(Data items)
Content starts

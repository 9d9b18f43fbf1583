use serde::{Deserialize, Serialize};

#[derive(Clone, PartialEq, Eq, Serialize, Deserialize)]
pub struct HttpRequest {
    pub method: String,
    pub url: String,
    pub headers: Vec<(String, String)>,
    pub body: Body,
}

// Bodies carry the user's source text; only their size goes to logs.
impl std::fmt::Debug for HttpRequest {
    fn fmt(&self, f: &mut std::fmt::Formatter<'_>) -> std::fmt::Result {
        let Body::Json(s) = &self.body;
        let body_summary = format!("Json(len={})", s.len());

        f.debug_struct("HttpRequest")
            .field("method", &self.method)
            .field("url", &self.url)
            .field("headers", &self.headers)
            .field("body", &body_summary)
            .finish()
    }
}

#[derive(Debug, Clone, PartialEq, Eq, Serialize, Deserialize)]
pub enum Body {
    Json(String),
}

impl HttpRequest {
    pub fn header(&self, name: &str) -> Option<&str> {
        self.headers
            .iter()
            .find(|(k, _)| k.eq_ignore_ascii_case(name))
            .map(|(_, v)| v.as_str())
    }
}
use anyhow::{Context, anyhow};
use serde::Deserialize;

/// One record of a `/api/generate` response.
///
/// Streaming bodies carry one per line; a non-streaming body is a single one.
/// Other fields Ollama sends (timings, context) are ignored.
#[derive(Debug, Clone, PartialEq, Eq, Default, Deserialize)]
pub struct GenerateRecord {
    #[serde(default)]
    pub response: String,
    #[serde(default)]
    pub done: bool,
}

/// Decodes one stream line. Invalid UTF-8 is replaced with U+FFFD rather
/// than failing the record, so a bad byte costs a character, not a fragment.
pub fn parse_generate_record(line: &[u8]) -> anyhow::Result<GenerateRecord> {
    serde_json::from_str(&String::from_utf8_lossy(line)).context("decode generate record")
}

/// Decodes the first JSON object of a non-streaming body; trailing data is ignored.
pub fn parse_generate_response(body: &[u8]) -> anyhow::Result<GenerateRecord> {
    serde_json::Deserializer::from_slice(body)
        .into_iter::<GenerateRecord>()
        .next()
        .ok_or_else(|| anyhow!("empty response body"))?
        .context("decode generate JSON")
}

#[cfg(test)]
mod tests {
    use super::*;

    #[test]
    fn parses_streamed_record() {
        let rec = parse_generate_record(br#"{"model":"m","response":"Hola","done":false}"#).unwrap();
        assert_eq!(rec.response, "Hola");
        assert!(!rec.done);
    }

    #[test]
    fn final_record_may_omit_response() {
        let rec = parse_generate_record(br#"{"done":true,"total_duration":12}"#).unwrap();
        assert_eq!(rec.response, "");
        assert!(rec.done);
    }

    #[test]
    fn rejects_malformed_line() {
        assert!(parse_generate_record(b"{\"response\":").is_err());
        assert!(parse_generate_record(b"not json").is_err());
        assert!(parse_generate_record(br#"{"response":5}"#).is_err());
    }

    #[test]
    fn invalid_utf8_is_replaced_in_response() {
        let mut line = b"{\"response\":\"Gr\xfc\xdf".to_vec();
        line.extend_from_slice(b"e\",\"done\":true}");
        let rec = parse_generate_record(&line).unwrap();
        assert_eq!(rec.response, "Gr\u{FFFD}\u{FFFD}e");
        assert!(rec.done);
    }

    #[test]
    fn single_shot_reads_first_object_only() {
        let body = b"{\"response\":\"  hola  \",\"done\":true}\n{\"response\":\"x\"}";
        let rec = parse_generate_response(body).unwrap();
        assert_eq!(rec.response, "  hola  ");
    }

    #[test]
    fn single_shot_empty_body_errors() {
        assert!(parse_generate_response(b"").is_err());
        assert!(parse_generate_response(b"   ").is_err());
    }
}
//! The scrape driver: concurrent page fetching, record assembly,
//! follow-up resolution, and the final merge.

use std::collections::HashSet;
use std::path::Path;
use std::sync::Arc;

use anyhow::Result;
use indicatif::{ProgressBar, ProgressStyle};
use rayon::prelude::*;
use tokio::sync::Semaphore;
use tracing::{info, warn};

use crate::fetch::{self, Fetcher};
use crate::parser::{self, document::Document, list};
use crate::record::EventRecord;

/// Per-page result streamed back to the collector.
struct PageResult {
    url: String,
    records: Vec<EventRecord>,
    failed: bool,
}

/// Run stats returned after completion.
pub struct RunStats {
    pub pages: usize,
    pub failed_pages: usize,
    pub raw_records: usize,
}

/// Scrape pages concurrently, collecting each page's records as it
/// finishes. A failed page logs a warning and contributes nothing.
pub async fn scrape_pages(
    fetcher: Arc<Fetcher>,
    pages: Vec<String>,
    workers: usize,
) -> Result<(Vec<EventRecord>, RunStats)> {
    let semaphore = Arc::new(Semaphore::new(workers));
    let total = pages.len();

    let pb = ProgressBar::new(total as u64);
    pb.set_style(
        ProgressStyle::default_bar()
            .template("[{elapsed_precise}] {bar:40} {pos}/{len} ({per_sec}, eta {eta})")?
            .progress_chars("=> "),
    );

    // Channel: workers send per-page results, main loop collects
    let (tx, mut rx) = tokio::sync::mpsc::channel::<PageResult>(workers * 2);

    for url in pages {
        let fetcher = Arc::clone(&fetcher);
        let sem = Arc::clone(&semaphore);
        let tx = tx.clone();

        tokio::spawn(async move {
            let _permit = sem.acquire().await.unwrap();
            let result = match scrape_page(&fetcher, &url).await {
                Ok(records) => PageResult {
                    url,
                    records,
                    failed: false,
                },
                Err(e) => {
                    warn!("page failed for {}: {}", url, e);
                    PageResult {
                        url,
                        records: Vec::new(),
                        failed: true,
                    }
                }
            };
            let _ = tx.send(result).await;
        });
    }

    // Drop our copy of tx so rx closes when all spawned tasks finish
    drop(tx);

    let mut all = Vec::new();
    let mut failed = 0usize;
    while let Some(result) = rx.recv().await {
        if result.failed {
            failed += 1;
        } else {
            info!("{}: {} records", result.url, result.records.len());
        }
        all.extend(result.records);
        pb.inc(1);
    }
    pb.finish();

    let stats = RunStats {
        pages: total,
        failed_pages: failed,
        raw_records: all.len(),
    };
    Ok((all, stats))
}

/// Fetch and assemble one page, then resolve its follow-up fetches.
/// The parsed DOM is confined to non-async blocks; only the assembled
/// records cross an await point.
async fn scrape_page(fetcher: &Fetcher, url: &str) -> Result<Vec<EventRecord>> {
    let body = fetcher.get(url).await?;
    let mut outcome = {
        let doc = Document::parse(&body);
        parser::assemble(&doc, url)
    };

    let followups = std::mem::take(&mut outcome.followups);
    for followup in &followups {
        match fetcher.get(&followup.url).await {
            Ok(sub_body) => {
                let text = { Document::parse(&sub_body).main_text() };
                list::patch_followup(&mut outcome.records[followup.slot], followup, &text);
            }
            Err(e) => warn!("follow-up failed for {}: {}", followup.url, e),
        }
    }

    Ok(outcome.records)
}

/// Reassemble records from every cached page, in parallel, without
/// touching the network. Follow-ups only resolve against pages already
/// in the cache.
pub fn process_cached(cache_dir: &Path) -> Result<Vec<EventRecord>> {
    let entries = fetch::read_all_entries(cache_dir)?;
    info!("reprocessing {} cached pages", entries.len());

    let records: Vec<EventRecord> = entries
        .par_iter()
        .flat_map_iter(|entry| {
            let doc = Document::parse(&entry.body);
            parser::assemble(&doc, &entry.url).records
        })
        .collect();

    Ok(records)
}

/// Final dataset shape: duplicates removed, records without a resolved
/// death toll dropped, sorted by date then name.
pub fn merge(records: Vec<EventRecord>) -> Vec<EventRecord> {
    let mut seen = HashSet::new();
    let mut merged: Vec<EventRecord> = records
        .into_iter()
        .filter(|r| r.death_toll.is_some())
        .filter(|r| seen.insert(r.clone()))
        .collect();
    merged.sort_by(|a, b| a.date.cmp(&b.date).then_with(|| a.event_name.cmp(&b.event_name)));
    merged
}

#[cfg(test)]
mod tests {
    use super::*;
    use crate::record::{EventSubtype, EventType, UNKNOWN};

    fn record(name: &str, date: &str, toll: Option<u32>) -> EventRecord {
        EventRecord {
            death_toll: toll,
            event_name: name.to_string(),
            city: UNKNOWN.to_string(),
            country: UNKNOWN.to_string(),
            date: date.to_string(),
            details: String::new(),
            event_type: EventType::Nature,
            event_subtype: EventSubtype::Flood,
            source_url: "https://en.wikipedia.org/wiki/X".to_string(),
        }
    }

    #[test]
    fn merge_drops_exact_duplicates() {
        let a = record("flood", "1902-01-01", Some(40));
        let merged = merge(vec![a.clone(), a.clone(), a]);
        assert_eq!(merged.len(), 1);
    }

    #[test]
    fn merge_keeps_near_duplicates() {
        let a = record("flood", "1902-01-01", Some(40));
        let mut b = a.clone();
        b.death_toll = Some(41);
        assert_eq!(merge(vec![a, b]).len(), 2);
    }

    #[test]
    fn merge_drops_unresolved_tolls() {
        let merged = merge(vec![
            record("flood", "1902-01-01", Some(40)),
            record("mystery", "1903-01-01", None),
        ]);
        assert_eq!(merged.len(), 1);
        assert_eq!(merged[0].event_name, "flood");
    }

    #[test]
    fn merge_sorts_by_date_then_name() {
        let merged = merge(vec![
            record("b", "1910-01-01", Some(1)),
            record("a", "1910-01-01", Some(2)),
            record("c", "1905-06-01", Some(3)),
        ]);
        let names: Vec<&str> = merged.iter().map(|r| r.event_name.as_str()).collect();
        assert_eq!(names, vec!["c", "a", "b"]);
    }
}
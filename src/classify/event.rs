use crate::record::{EventSubtype, EventType};

// Intent keywords are checked before cause keywords: a bombing also
// mentions an explosion, and must not classify as an industrial accident.
const DELIBERATE_KEYWORDS: &[&str] = &[
    "terrorist", "terrorism", "bombing", "massacre", "mass shooting", "arson", "sabotage",
    "attack", "assassination", "genocide", "war crime", "ethnic cleansing", "deliberate",
    "intentional", "planned", "premeditated", "murder",
];

// Substring matching rules out short weather words here: "rain" would
// hit inside "train" and "snow" inside "snowplow crash". "frost" has no
// such collisions and stays.
const NATURE_KEYWORDS: &[&str] = &[
    "earthquake", "tsunami", "flood", "hurricane", "tornado", "storm", "volcano", "avalanche",
    "landslide", "drought", "famine", "pandemic", "epidemic", "wildfire", "cyclone", "typhoon",
    "blizzard", "heat wave", "cold wave", "frost", "natural",
];

const NATURE_SUBTYPES: &[(EventSubtype, &[&str])] = &[
    (EventSubtype::Earthquake, &["earthquake", "quake"]),
    (EventSubtype::Tsunami, &["tsunami", "tidal wave"]),
    (EventSubtype::Flood, &["flood", "flooding", "inundation"]),
    (EventSubtype::TropicalCyclone, &["hurricane", "cyclone", "typhoon"]),
    (EventSubtype::Tornado, &["tornado", "twister"]),
    (EventSubtype::VolcanicEruption, &["volcano", "eruption", "volcanic"]),
    (EventSubtype::Avalanche, &["avalanche", "snowslide"]),
    (EventSubtype::Landslide, &["landslide", "mudslide", "rockslide"]),
    (EventSubtype::Drought, &["drought", "famine"]),
    (EventSubtype::Pandemic, &["pandemic", "epidemic", "plague"]),
    (EventSubtype::Wildfire, &["wildfire", "forest fire", "bushfire"]),
    (EventSubtype::Blizzard, &["blizzard", "snowstorm"]),
    (EventSubtype::HeatWave, &["heat wave", "heatwave"]),
    (EventSubtype::ColdWave, &["cold wave", "coldwave", "frost"]),
];

const DELIBERATE_SUBTYPES: &[(EventSubtype, &[&str])] = &[
    (EventSubtype::Terrorism, &["terrorist", "terrorism", "bombing", "bomb"]),
    (EventSubtype::MassShooting, &["shooting", "massacre", "mass killing"]),
    (EventSubtype::Arson, &["arson", "deliberate fire"]),
    (EventSubtype::Sabotage, &["sabotage", "vandalism"]),
    (EventSubtype::Genocide, &["genocide", "ethnic cleansing"]),
];

const ACCIDENT_SUBTYPES: &[(EventSubtype, &[&str])] = &[
    (EventSubtype::Explosion, &["explosion", "blast"]),
    (EventSubtype::Fire, &["fire", "blaze", "conflagration"]),
    (EventSubtype::TransportAccident, &["crash", "collision", "accident"]),
    (EventSubtype::TrainAccident, &["derailment", "train"]),
    (EventSubtype::MaritimeAccident, &["sinking", "shipwreck", "ship"]),
    (EventSubtype::CrowdCrush, &["crush", "stampede", "crowd"]),
    (EventSubtype::IndustrialAccident, &["industrial", "factory"]),
    (EventSubtype::MiningAccident, &["mining", "mine"]),
    (EventSubtype::ChemicalAccident, &["chemical", "toxic", "poison"]),
    (EventSubtype::NuclearAccident, &["nuclear", "radiation", "radioactive"]),
    (EventSubtype::EnvironmentalDisaster, &["leak", "spill", "contamination"]),
];

/// Extended disaster vocabulary used by the list and paragraph assemblers
/// to accept a candidate, and by [`short_event_name`] to find a cut point.
pub const DISASTER_KEYWORDS: &[&str] = &[
    "disaster", "accident", "incident", "tragedy", "catastrophe", "crisis", "emergency",
    "outbreak", "epidemic", "pandemic", "plague",
    // natural
    "earthquake", "tsunami", "flood", "hurricane", "tornado", "storm", "volcano", "avalanche",
    "landslide", "drought", "famine", "wildfire", "blizzard", "heat wave", "cold wave",
    "cyclone", "typhoon",
    // man-made
    "explosion", "fire", "crash", "collision", "derailment", "sinking", "shipwreck",
    "crush", "stampede", "industrial", "mining", "chemical", "nuclear", "radiation",
    "leak", "spill", "contamination", "pollution", "collapse",
    // deliberate
    "massacre", "shooting", "terrorist", "terrorism", "bombing", "bomb", "attack",
    "assassination", "genocide", "mass murder",
];

/// True iff the lower-cased text contains any extended-vocabulary keyword.
pub fn has_disaster_keyword(text: &str) -> bool {
    let lower = text.to_lowercase();
    DISASTER_KEYWORDS.iter().any(|kw| lower.contains(kw))
}

/// Map event name + details to a primary category and subcategory.
/// Deliberate intent keywords take precedence over nature keywords;
/// anything else is a human accident. Subtype groups are checked in a
/// fixed order within the chosen type, first group wins.
pub fn classify_event(event_name: &str, details: &str) -> (EventType, EventSubtype) {
    let text = format!("{} {}", event_name, details).to_lowercase();

    let event_type = if DELIBERATE_KEYWORDS.iter().any(|kw| text.contains(kw)) {
        EventType::HumanDeliberate
    } else if NATURE_KEYWORDS.iter().any(|kw| text.contains(kw)) {
        EventType::Nature
    } else {
        EventType::HumanAccident
    };

    let groups = match event_type {
        EventType::Nature => NATURE_SUBTYPES,
        EventType::HumanDeliberate => DELIBERATE_SUBTYPES,
        EventType::HumanAccident => ACCIDENT_SUBTYPES,
    };
    let subtype = groups
        .iter()
        .find(|(_, kws)| kws.iter().any(|kw| text.contains(kw)))
        .map(|(s, _)| *s)
        .unwrap_or(EventSubtype::Other);

    (event_type, subtype)
}

/// Keep display names short: names under 50 chars pass through; longer
/// names are cut before the first disaster keyword, else truncated.
pub fn short_event_name(event_name: &str) -> String {
    if event_name.chars().count() < 50 {
        return event_name.to_string();
    }

    let lower = event_name.to_lowercase();
    for kw in DISASTER_KEYWORDS {
        if let Some(pos) = lower.find(kw) {
            // Lowercasing can shift byte offsets for non-ASCII text;
            // an off-boundary position just skips this keyword.
            let Some(prefix) = event_name.get(..pos).map(str::trim) else { continue };
            if !prefix.is_empty() {
                return title_case(prefix);
            }
        }
    }

    event_name.chars().take(50).collect::<String>().trim().to_string()
}

fn title_case(text: &str) -> String {
    text.split_whitespace()
        .map(|word| {
            let mut chars = word.chars();
            match chars.next() {
                Some(first) => first.to_uppercase().collect::<String>() + chars.as_str(),
                None => String::new(),
            }
        })
        .collect::<Vec<_>>()
        .join(" ")
}

#[cfg(test)]
mod tests {
    use super::*;

    #[test]
    fn intent_beats_cause() {
        // "bombing" and "explosion" together must classify as deliberate,
        // not as an industrial explosion.
        let (t, s) = classify_event("Market bombing", "an explosion tore through the market");
        assert_eq!(t, EventType::HumanDeliberate);
        assert_eq!(s, EventSubtype::Terrorism);
    }

    #[test]
    fn nature_over_default() {
        let (t, s) = classify_event("1906 earthquake", "");
        assert_eq!(t, EventType::Nature);
        assert_eq!(s, EventSubtype::Earthquake);
    }

    #[test]
    fn frost_reaches_cold_wave() {
        let (t, s) = classify_event("Great frost of 1709", "");
        assert_eq!(t, EventType::Nature);
        assert_eq!(s, EventSubtype::ColdWave);
    }

    #[test]
    fn maritime_accident() {
        let (t, s) = classify_event("RMS Titanic sinking", "");
        assert_eq!(t, EventType::HumanAccident);
        assert_eq!(s, EventSubtype::MaritimeAccident);
    }

    #[test]
    fn unmatched_subtype_is_other() {
        let (t, s) = classify_event("Bridge failure", "sudden structural failure");
        assert_eq!(t, EventType::HumanAccident);
        assert_eq!(s, EventSubtype::Other);
    }

    #[test]
    fn short_names_pass_through() {
        assert_eq!(short_event_name("Titanic"), "Titanic");
    }

    #[test]
    fn long_names_cut_before_keyword() {
        let long = "the great northern railway derailment of nineteen twelve near the city";
        let short = short_event_name(long);
        assert_eq!(short, "The Great Northern Railway");
    }

    #[test]
    fn keyword_acceptance() {
        assert!(has_disaster_keyword("a deadly stampede at the festival"));
        assert!(!has_disaster_keyword("a quiet afternoon"));
    }
}
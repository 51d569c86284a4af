use crate::classify::event::{classify_event, has_disaster_keyword, short_event_name};
use crate::classify::fields::{find_date_text, find_death_mention, find_year};
use crate::classify::location::{extract_city, resolve_country};
use crate::classify::{date, text};
use crate::record::{EventRecord, UNKNOWN};

use super::absolutize;
use super::document::ParagraphLink;

/// Last-resort strategy for pages with neither tables nor item lists:
/// every internal link in running prose is a candidate event, judged by
/// the sentence fragment that follows it.
pub fn assemble(links: &[ParagraphLink], page_url: &str) -> Vec<EventRecord> {
    let mut records = Vec::new();

    for link in links {
        if link.text.is_empty() {
            continue;
        }
        let combined = format!("{} {}", link.text, link.trailing);
        if !has_disaster_keyword(&combined) {
            continue;
        }

        let event_name = short_event_name(&link.text);
        let details = text::normalize(&link.trailing);

        let date = find_date_text(&combined)
            .map(date::format_date)
            .or_else(|| find_year(&combined).map(|y| format!("{y}-01-01")))
            .unwrap_or_else(|| UNKNOWN.to_string());

        let death_toll = find_death_mention(&combined);
        let city = extract_city("", &event_name, &details);
        let country = resolve_country("", &event_name, &details, Some(page_url));
        let (event_type, event_subtype) = classify_event(&event_name, &details);

        records.push(EventRecord {
            death_toll,
            event_name,
            city,
            country,
            date,
            details,
            event_type,
            event_subtype,
            source_url: absolutize(&link.href),
        });
    }

    records
}

#[cfg(test)]
mod tests {
    use super::*;
    use crate::parser::document::Document;
    use crate::record::{EventSubtype, EventType};

    const URL: &str = "https://en.wikipedia.org/wiki/List_of_disasters_in_Sweden_by_death_toll";

    fn links(html: &str) -> Vec<ParagraphLink> {
        Document::parse(html).paragraph_links()
    }

    #[test]
    fn prose_links_become_records() {
        let records = assemble(&links(r#"<p>
            The <a href="/wiki/Vasa_(ship)">Vasa disaster</a> saw the ship capsize and sink,
            killing 30 people in Stockholm in 1628, while the
            <a href="/wiki/Some_treaty">treaty of 1648</a> ended the war.
        </p>"#), URL);
        assert_eq!(records.len(), 1);
        let r = &records[0];
        assert_eq!(r.event_name, "Vasa disaster");
        assert_eq!(r.death_toll, Some(30));
        assert_eq!(r.date, "1628-01-01");
        assert_eq!(r.city, "Stockholm");
        assert_eq!(r.country, "Sweden");
        assert_eq!(r.source_url, "https://en.wikipedia.org/wiki/Vasa_(ship)");
        assert_eq!(r.event_type, EventType::HumanAccident);
        assert_eq!(r.event_subtype, EventSubtype::MaritimeAccident);
    }

    #[test]
    fn links_without_disaster_context_are_skipped() {
        let prose = links(r#"<p><a href="/wiki/Stockholm">Stockholm</a> is the capital of Sweden.</p>"#);
        assert!(assemble(&prose, URL).is_empty());
    }
}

Content ends

#### What you are asked to do
Please give the number of lines above that hold the word "details", and only that number.

#### Finished task
9